I am much struck by two facts in the proceedings which, to me, are new facts. First of all, there is the fact, already mentioned by Lord Strachie, that without some system of hire purchase or deferred payments, small value houses cannot get electric facilities as quickly as they should. The occupiers cannot afford the initial lump sum to instal, and this has undoubtedly delayed expansion in parts of England. It is quite true, I think, that contractors might have organised some system of hire purchase or deferred payments if they had wished to do so, but there is at any rate no evidence before us now that they have done so.

On the other hand, I am impressed with another fact which is also a new one to me. Parliament has allowed these authorities hitherto to hire out machines, but we are dealing with human nature and the evidence is that it often happens that somebody who has been hiring a machine comes to the authority from whom he is hiring it and says: "I am quite satisfied with this machine. I do not want to hire it any longer; I would like to buy it from you." These municipal authorities who supply electricity cannot sell him that machine and your Lordships will see what will at once happen. The occupier says: "Take your machine back. I will hire it no longer. I will buy one from somebody else." Your Lordships will see the result on the electrical authority: they get left with these machines, which they cannot sell. They are what is familiarly known in the army as "half-worn" and, as such, are completely wasted from the owner's, that is to say the municipal authority's, point of view. That is an unbusinesslike proceeding and it is a second reason which makes me realise that the position has so altered that we are justified, I think, in allowing both Burnley and Barrow these powers, whatever may be the result in the future on general legislation.

Before I sit down I should like to express my anxiety on the greater point. You have now in the country, mainly, three systems under which the municipal authorities supply electricity. You have some with full power to sell fittings; you have some with no power to sell fittings; you still have some, of course, with the power to sell but solely through the contractor. All these three systems cannot each be the best possible system, and I suggest that the best possible system is the only one that we ought to contemplate in encouraging the expansion of the electrical industry in this country, which we know we are only just beginning to see. I would therefore make this appeal to the Government, without asking, of course, that I should receive an answer to-day. I would ask them to consider whether, this autumn or next year, some inquiry cannot be set up as was set up in 1912 to settle this matter once and for all. In 1912 it was a Joint Committee of the two Houses. I am, of course, indifferent as to what form the inquiry takes now.

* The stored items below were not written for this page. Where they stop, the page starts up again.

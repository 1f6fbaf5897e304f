//! Wall-clock stopwatch for timing tasks

use std::time::{Duration, Instant};

/// Measures the time between `start` and `stop`
#[derive(Debug, Clone, Copy, Default)]
pub struct Stopwatch {
    started: Option<Instant>,
    stopped: Option<Instant>,
}

impl Stopwatch {
    /// Create a stopwatch that has not been started
    pub fn new() -> Self {
        Self::default()
    }

    /// Create a stopwatch that is already running
    pub fn started() -> Self {
        let mut stopwatch = Self::new();
        stopwatch.start();
        stopwatch
    }

    /// Start (or restart) timing
    pub fn start(&mut self) {
        self.started = Some(Instant::now());
        self.stopped = None;
    }

    /// Stop timing; has no effect unless running
    pub fn stop(&mut self) {
        if self.is_running() {
            self.stopped = Some(Instant::now());
        }
    }

    /// Whether the stopwatch has been started and not stopped
    pub fn is_running(&self) -> bool {
        self.started.is_some() && self.stopped.is_none()
    }

    /// Time between start and stop, or up to now while running
    pub fn elapsed(&self) -> Duration {
        match (self.started, self.stopped) {
            (Some(start), Some(stop)) => stop.duration_since(start),
            (Some(start), None) => start.elapsed(),
            _ => Duration::ZERO,
        }
    }
}

#[cfg(test)]
mod tests {
    use super::*;
    use std::thread;

    #[test]
    fn test_not_started_is_zero() {
        let stopwatch = Stopwatch::new();
        assert!(!stopwatch.is_running());
        assert_eq!(stopwatch.elapsed(), Duration::ZERO);
    }

    #[test]
    fn test_measures_sleep() {
        let mut stopwatch = Stopwatch::started();
        assert!(stopwatch.is_running());
        thread::sleep(Duration::from_millis(20));
        stopwatch.stop();
        assert!(!stopwatch.is_running());
        assert!(stopwatch.elapsed() >= Duration::from_millis(20));
    }

    #[test]
    fn test_stopped_value_is_frozen() {
        let mut stopwatch = Stopwatch::started();
        stopwatch.stop();
        let first = stopwatch.elapsed();
        thread::sleep(Duration::from_millis(5));
        assert_eq!(stopwatch.elapsed(), first);
        // A second stop keeps the original reading
        stopwatch.stop();
        assert_eq!(stopwatch.elapsed(), first);
    }

    #[test]
    fn test_restart_resets() {
        let mut stopwatch = Stopwatch::started();
        stopwatch.stop();
        stopwatch.start();
        assert!(stopwatch.is_running());
    }
}
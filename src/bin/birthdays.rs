//! Birthday Reminder - lists the students whose birthdays are coming up

use clap::Parser;
use classroom_tools::{
    birthday::{BirthdayReminder, Registrar, StudentSource},
    cli::BirthdayCli,
    config::{display_reminder_summary, load_reminder_config, EnvManager},
    error::{AppError, ErrorReporter, Result},
    logging::Logger,
    output::OutputFormatterFactory,
    version_banner,
};
use std::io::{self, Write};
use std::process;

fn main() {
    std::panic::set_hook(Box::new(|panic_info| {
        eprintln!("Application panic: {}", panic_info);
        process::exit(1);
    }));

    let cli = BirthdayCli::parse();
    let use_color = !cli.no_color;
    let verbose = cli.verbose;

    if let Err(e) = run_application(cli) {
        ErrorReporter::new(use_color, verbose).report_error(&e);
        print_error_suggestions(&e);
        process::exit(e.exit_code());
    }
}

/// Main application logic
fn run_application(cli: BirthdayCli) -> Result<()> {
    if cli.debug {
        eprintln!("{}", version_banner("birthdays"));
        eprintln!("Debug mode enabled");
        for warning in EnvManager::validate_current_env() {
            eprintln!("{}", warning);
        }
    }

    let config = load_reminder_config(cli)?;
    let logger = Logger::with_level_flags("birthdays", config.verbose, config.debug, config.enable_color);

    if config.debug {
        eprintln!("Configuration loaded successfully:");
        for line in display_reminder_summary(&config).lines() {
            eprintln!("  {}", line);
        }
    }

    let registrar = Registrar::from_optional_path(config.roster_path.as_deref());
    let students = registrar.students()?;
    logger.info("Roster loaded")
        .field("source", registrar.to_string())
        .field("students", students.len())
        .log();

    let verbose = config.verbose;
    let formatter = OutputFormatterFactory::create_formatter(config.enable_color);
    let reminder = BirthdayReminder::new(config, formatter);

    let stdout = io::stdout();
    let mut out = stdout.lock();

    if verbose {
        writeln!(out, "{}", reminder.formatter().format_header(&reminder.describe()))?;
    }

    let matched = reminder.run(&students, &mut out)?;
    out.flush()?;

    logger.info("Reminders printed")
        .field("matched", matched)
        .log();

    if verbose {
        writeln!(out)?;
        writeln!(out, "{} of {} students matched", matched, students.len())?;
    }

    Ok(())
}

/// Print helpful suggestions for common errors
fn print_error_suggestions(error: &AppError) {
    match error {
        AppError::Config(_) | AppError::Validation(_) => {
            eprintln!();
            eprintln!("Configuration help:");
            eprintln!("  - Months are numbered 1 to 12");
            eprintln!("  - Use either --month or --within, not both");
            eprintln!("  - Check STUDENT_ROSTER and ENABLE_COLOR in your environment or .env file");
        }
        AppError::Parse(_) => {
            eprintln!();
            eprintln!("Roster help:");
            eprintln!("  - The roster must be a JSON array of objects");
            eprintln!("  - Each object needs \"name\" and \"birthdate\" (YYYY-MM-DD)");
        }
        AppError::Io(_) => {
            eprintln!();
            eprintln!("Check that the roster file exists and is readable");
        }
        _ => {}
    }
}
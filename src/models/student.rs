//! Student record and the birthday arithmetic derived from it

use chrono::{Datelike, NaiveDate};
use serde::{Deserialize, Serialize};
use std::fmt;

/// Leap year used to place a month/day on a single ordinal scale
const REFERENCE_LEAP_YEAR: i32 = 2000;

/// A student as provided by the registrar
#[derive(Debug, Clone, PartialEq, Eq, Serialize, Deserialize)]
pub struct Student {
    /// Display name
    pub name: String,

    /// Date of birth
    pub birthdate: NaiveDate,
}

impl Student {
    /// Create a new student record
    pub fn new<S: Into<String>>(name: S, birthdate: NaiveDate) -> Self {
        Self {
            name: name.into(),
            birthdate,
        }
    }

    /// Birth month, 1-based
    pub fn birth_month(&self) -> u32 {
        self.birthdate.month()
    }

    /// Day of the month of the birthday
    pub fn birth_day(&self) -> u32 {
        self.birthdate.day()
    }

    /// 1-based day-of-year of the birthday, independent of the birth year.
    ///
    /// Every birthday is placed in a leap year, so 29 February always sits
    /// between 28 February and 1 March and a given month/day maps to the
    /// same ordinal regardless of when the student was born.
    pub fn day_of_year(&self) -> u32 {
        NaiveDate::from_ymd_opt(REFERENCE_LEAP_YEAR, self.birth_month(), self.birth_day())
            .map_or(self.birthdate.ordinal(), |date| date.ordinal())
    }

    /// Date the birthday is celebrated in `year`.
    ///
    /// 29 February falls back to 1 March in non-leap years.
    pub fn birthday_in(&self, year: i32) -> NaiveDate {
        NaiveDate::from_ymd_opt(year, self.birth_month(), self.birth_day())
            .or_else(|| NaiveDate::from_ymd_opt(year, 3, 1))
            .unwrap_or(self.birthdate)
    }

    /// Days from `today` until the next birthday; 0 when it is today
    pub fn days_until_birthday(&self, today: NaiveDate) -> i64 {
        let this_year = self.birthday_in(today.year());
        if this_year >= today {
            (this_year - today).num_days()
        } else {
            (self.birthday_in(today.year() + 1) - today).num_days()
        }
    }
}

impl fmt::Display for Student {
    fn fmt(&self, f: &mut fmt::Formatter<'_>) -> fmt::Result {
        f.write_str(&self.name)
    }
}

#[cfg(test)]
mod tests {
    use super::*;

    fn date(y: i32, m: u32, d: u32) -> NaiveDate {
        NaiveDate::from_ymd_opt(y, m, d).unwrap()
    }

    #[test]
    fn test_day_of_year_ignores_birth_year() {
        let leap = Student::new("A", date(2000, 3, 1));
        let common = Student::new("B", date(2001, 3, 1));
        assert_eq!(leap.day_of_year(), common.day_of_year());
        assert_eq!(common.day_of_year(), 61);

        let jan_first = Student::new("C", date(1999, 1, 1));
        assert_eq!(jan_first.day_of_year(), 1);
    }

    #[test]
    fn test_leap_day_orders_between_neighbours() {
        let feb_28 = Student::new("A", date(2001, 2, 28));
        let feb_29 = Student::new("B", date(2000, 2, 29));
        let mar_1 = Student::new("C", date(2003, 3, 1));
        assert!(feb_28.day_of_year() < feb_29.day_of_year());
        assert!(feb_29.day_of_year() < mar_1.day_of_year());
    }

    #[test]
    fn test_days_until_birthday() {
        let student = Student::new("A", date(2001, 10, 25));
        assert_eq!(student.days_until_birthday(date(2026, 10, 19)), 6);
        assert_eq!(student.days_until_birthday(date(2026, 10, 25)), 0);
        // Already passed this year, wraps to next year
        assert_eq!(student.days_until_birthday(date(2026, 10, 26)), 364);
    }

    #[test]
    fn test_days_until_wraps_year_end() {
        let student = Student::new("A", date(2002, 1, 3));
        assert_eq!(student.days_until_birthday(date(2026, 12, 30)), 4);
    }

    #[test]
    fn test_leap_day_birthday_in_common_year() {
        let student = Student::new("A", date(2000, 2, 29));
        assert_eq!(student.birthday_in(2026), date(2026, 3, 1));
        assert_eq!(student.birthday_in(2028), date(2028, 2, 29));
    }

    #[test]
    fn test_display_and_deserialize() {
        let student: Student =
            serde_json::from_str(r#"{ "name": "Grace Liu", "birthdate": "2001-07-04" }"#).unwrap();
        assert_eq!(student.to_string(), "Grace Liu");
        assert_eq!(student.birth_month(), 7);
        assert_eq!(student.birth_day(), 4);
    }
}
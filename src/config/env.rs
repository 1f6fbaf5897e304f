//! Environment variable handling and .env file management

use crate::defaults;
use crate::error::{AppError, Result};
use std::path::Path;

/// Environment variable configuration manager
pub struct EnvManager;

impl EnvManager {
    /// Load .env file if it exists
    pub fn load_env_file(debug: bool) -> Result<()> {
        if Path::new(".env").exists() {
            dotenv::from_filename(".env")
                .map_err(|e| AppError::config(format!("Failed to load .env file: {}", e)))?;

            if debug {
                eprintln!("Loaded configuration from .env file");
            }
        } else if debug {
            eprintln!("No .env file found, using defaults and CLI arguments");
        }

        Ok(())
    }

    /// Validate environment variable format before parsing
    pub fn validate_env_var(key: &str, value: &str) -> Result<()> {
        match key {
            "STUDENT_ROSTER" | "TASKTIMER_WORDLIST" => {
                if value.trim().is_empty() {
                    return Err(AppError::config(format!("{} cannot be empty", key)));
                }
            }
            "TASKTIMER_MAX_COUNT" => {
                let count: usize = value.trim().parse()
                    .map_err(|e| AppError::config(format!("Invalid TASKTIMER_MAX_COUNT value '{}': {}", value, e)))?;
                if count == 0 || count > defaults::MAX_COUNT_LIMIT {
                    return Err(AppError::config(format!(
                        "TASKTIMER_MAX_COUNT must be between 1 and {}, got: {}",
                        defaults::MAX_COUNT_LIMIT,
                        count
                    )));
                }
            }
            "ENABLE_COLOR" => {
                value.parse::<bool>()
                    .map_err(|e| AppError::config(format!("Invalid ENABLE_COLOR value '{}': {}", value, e)))?;
            }
            _ => {}
        }

        Ok(())
    }

    /// Get list of all supported environment variables with descriptions
    pub fn get_supported_env_vars() -> Vec<(&'static str, &'static str, &'static str)> {
        vec![
            ("STUDENT_ROSTER", "Roster JSON file used by birthdays", "data/students.json"),
            ("TASKTIMER_WORDLIST", "Word list file used by tasktimer", "data/wordlist.txt"),
            ("TASKTIMER_MAX_COUNT", "Words processed by the appending tasks", "50000"),
            ("ENABLE_COLOR", "Enable colored output", "true"),
        ]
    }

    /// Display environment variable help
    pub fn display_env_help() -> String {
        let mut help = String::new();
        help.push_str("Supported Environment Variables:\n\n");

        for (var, description, example) in Self::get_supported_env_vars() {
            help.push_str(&format!("  {:<20} {}\n", var, description));
            help.push_str(&format!("  {:<20} Example: {}\n\n", "", example));
        }

        help.push_str("Configuration Priority (highest to lowest):\n");
        help.push_str("  1. Command-line arguments\n");
        help.push_str("  2. Environment variables\n");
        help.push_str("  3. .env file values\n");
        help.push_str("  4. Default values\n");

        help
    }

    /// Validate all currently set environment variables
    pub fn validate_current_env() -> Vec<String> {
        Self::get_supported_env_vars()
            .into_iter()
            .filter_map(|(var_name, _, _)| {
                let value = std::env::var(var_name).ok()?;
                Self::validate_env_var(var_name, &value)
                    .err()
                    .map(|e| format!("Warning: {}", e))
            })
            .collect()
    }
}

My noble friend Lord Bath asks that a model clause should be drawn up. That is, of course, the ideal that I hope such an inquiry would have in view. Otherwise I can foresee endless Parliamentary fights. Every municipal authority which has not got these powers, encouraged by the Act of 1919, will come to Parliament and ask for these powers. We shall therefore have a great waste of Parliamentary time and public money in settling a matter that ought to be settled once and for all. It was practically settled from 1912 to 1919. It is now unsettled and we are all to blame. I hope that we may all be given the opportunity of putting the position on a more businesslike and permanent basis which will be of value to the electrical industry throughout the country.

LORD BANBURY OF SOUTHAM

After the speech of the noble Earl it is evident that it would be useless to press this matter to a Division, but I will not withdraw; I prefer to have the Amendment negatived. May I say that this is only one instance of how foolish it is ever to give way on anything? Once you begin to give way you open the door and somebody comes in and says: "If you have done that, now you must do something else."

THE LORD PRIVY SEAL (THE MARQUESS OF SALISBURY)

My Lords, I have listened with the attention which is due to his great authority to the observations of the Lord Chairman and I will take care that his suggestion is transmitted to the proper quarters in the Government.

On Question, Amendment negatived.

Bill passed, and returned to the Commons.